Bañera de una sola pieza que aún se conserva en la mansión de los Rivas Cherif. alberto mingueza

La muerte de uno de sus familiares dificulta salvar el legado de Manuel Azaña en Valladolid

Se cumple el centenario de la primera estancia del presidente de la Segunda República en la casa de la familia Rivas Cherif en Villalba de los Alcores

Antonio Corbillón

Valladolid

Sábado, 20 de marzo 2021, 07:44

Alguien colocó una bandera republicana sobre el féretro de Enrique de Rivas Ibáñez en sus honras fúnebres celebradas en Ciudad de México el pasado 3 de enero. Sobrino de Manuel Azaña e hijo del dramaturgo Cipriano de Rivas Cherif, el alzheimer había borrado ... de su mente una parte de su basta cultura en seis idiomas.

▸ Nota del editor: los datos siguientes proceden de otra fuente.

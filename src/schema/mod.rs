//! Entity metadata resolution
//!
//! - [`accessor`] - getter/setter discovery by naming convention
//! - [`profile`] - the resolved persistence profile of an entity type
//! - [`statement`] - the synthesized statement set
//! - [`registry`] - the process-wide cache of resolved profiles and mappers

pub mod accessor;
pub mod profile;
pub mod registry;
pub mod statement;

pub use accessor::getter_name;
pub use accessor::setter_name;
pub use profile::Profile;
pub use profile::ProfileAttribute;
pub use registry::Registration;
pub use statement::Statements;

Pero no los recuerdos más antiguos de este poeta y también traductor, en especial de su querida casa y su castillo de Villalba de los Alcores. «En los últimos tiempos decía que quería irse a vivir a España a un castillo que había heredado la familia, aunque hay quien decía que el tal castillo no eran más que unas ruinas», comentó en el sepelio Fernando Serrano, otro veterano del exilio español.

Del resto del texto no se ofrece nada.